Once the line containing "static mount prefixes" has been written out, stop; until then, restate each line of the entries below word for word from the first.

Segment Start: Material supplied

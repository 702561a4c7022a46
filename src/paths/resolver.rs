//! Resolution of a mount request into concrete route paths.
//!
//! # Responsibilities
//! - Apply the global prefix only when requested and usable
//! - Derive the last path segment used for relative asset URLs
//! - Pick the JSON/YAML definition paths (explicit override or `-json`/`-yaml` suffix)
//! - Derive the static mount prefixes

use crate::paths::normalize::{is_usable_global_prefix, normalize_rel_path, validate_path};

/// Inputs needed to resolve the documentation paths.
#[derive(Debug, Clone, Copy, Default)]
pub struct MountRequest<'a> {
    /// Path the caller asked to mount the UI under.
    pub requested_path: &'a str,
    /// Application-wide prefix reported by the adapter.
    pub global_prefix: &'a str,
    /// Whether documentation routes honour the global prefix.
    pub use_global_prefix: bool,
    /// Explicit JSON definition URL.
    pub json_document_url: Option<&'a str>,
    /// Explicit YAML definition URL.
    pub yaml_document_url: Option<&'a str>,
}

/// Concrete paths derived from a `MountRequest`.
#[derive(Debug, Clone, PartialEq, Eq)]
pub struct ResolvedPaths {
    pub final_path: String,
    /// Last `/`-delimited component of `final_path`, empty for `/` or a trailing slash.
    pub last_segment: String,
    pub json_path: String,
    pub yaml_path: String,
    pub static_path_primary: String,
    /// `{final_path}/{last_segment}`, normalized. Equal to the primary when
    /// `last_segment` is empty.
    pub static_path_slash_variant: String,
}

impl ResolvedPaths {
    /// `{final_path}/swagger-ui-init.js`
    pub fn init_script_path(&self) -> String {
        normalize_rel_path(&format!("{}/swagger-ui-init.js", self.final_path))
    }

    /// `{final_path}/{last_segment}/swagger-ui-init.js`, for browsers resolving
    /// relative asset URLs against a trailing-slash page URL.
    pub fn init_script_slash_variant(&self) -> String {
        normalize_rel_path(&format!(
            "{}/{}/swagger-ui-init.js",
            self.final_path, self.last_segment
        ))
    }

    pub fn page_path(&self) -> &str {
        &self.final_path
    }

    pub fn page_slash_variant(&self) -> String {
        normalize_rel_path(&format!("{}/", self.final_path))
    }

    /// Base URL the UI page uses for its assets: `./{last_segment}/`.
    pub fn ui_base_url(&self) -> String {
        normalize_rel_path(&format!("./{}/", self.last_segment))
    }

    /// True when the slash variant needs its own static mount.
    pub fn has_distinct_slash_variant(&self) -> bool {
        self.static_path_slash_variant != self.static_path_primary
    }

    /// Prefixes the static assets are mounted under, without duplicates.
    pub fn static_mounts(&self) -> Vec<&str> {
        let mut mounts = vec![self.static_path_primary.as_str()];
        if self.has_distinct_slash_variant() {
            mounts.push(self.static_path_slash_variant.as_str());
        }
        mounts
    }
}

/// Resolve the documentation paths. Pure and deterministic.
pub fn resolve(request: &MountRequest<'_>) -> ResolvedPaths {
    let prefix_applies =
        request.use_global_prefix && is_usable_global_prefix(request.global_prefix);

    let final_path = if prefix_applies {
        validate_path(&format!(
            "{}{}",
            request.global_prefix,
            validate_path(request.requested_path)
        ))
    } else {
        validate_path(request.requested_path)
    };
    let final_path = normalize_rel_path(&final_path);

    let last_segment = final_path
        .rsplit('/')
        .next()
        .unwrap_or_default()
        .to_string();

    let validated_prefix = if prefix_applies {
        validate_path(request.global_prefix)
    } else {
        String::new()
    };

    let definition_path = |custom: Option<&str>, suffix: &str| match custom {
        Some(url) => normalize_rel_path(&format!("{}{}", validated_prefix, validate_path(url))),
        None => format!("{}{}", final_path, suffix),
    };
    let json_path = definition_path(request.json_document_url, "-json");
    let yaml_path = definition_path(request.yaml_document_url, "-yaml");

    let static_path_slash_variant =
        normalize_rel_path(&format!("{}/{}", final_path, last_segment));

    ResolvedPaths {
        static_path_primary: final_path.clone(),
        final_path,
        last_segment,
        json_path,
        yaml_path,
        static_path_slash_variant,
    }
}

Segment End: Material supplied

Exercise output:
repository 702561a4c7022a46
filename src/paths/resolver.rs
//! Resolution of a mount request into concrete route paths.
//!
//! # Responsibilities
//! - Apply the global prefix only when requested and usable
//! - Derive the last path segment used for relative asset URLs
//! - Pick the JSON/YAML definition paths (explicit override or `-json`/`-yaml` suffix)
//! - Derive the static mount prefixes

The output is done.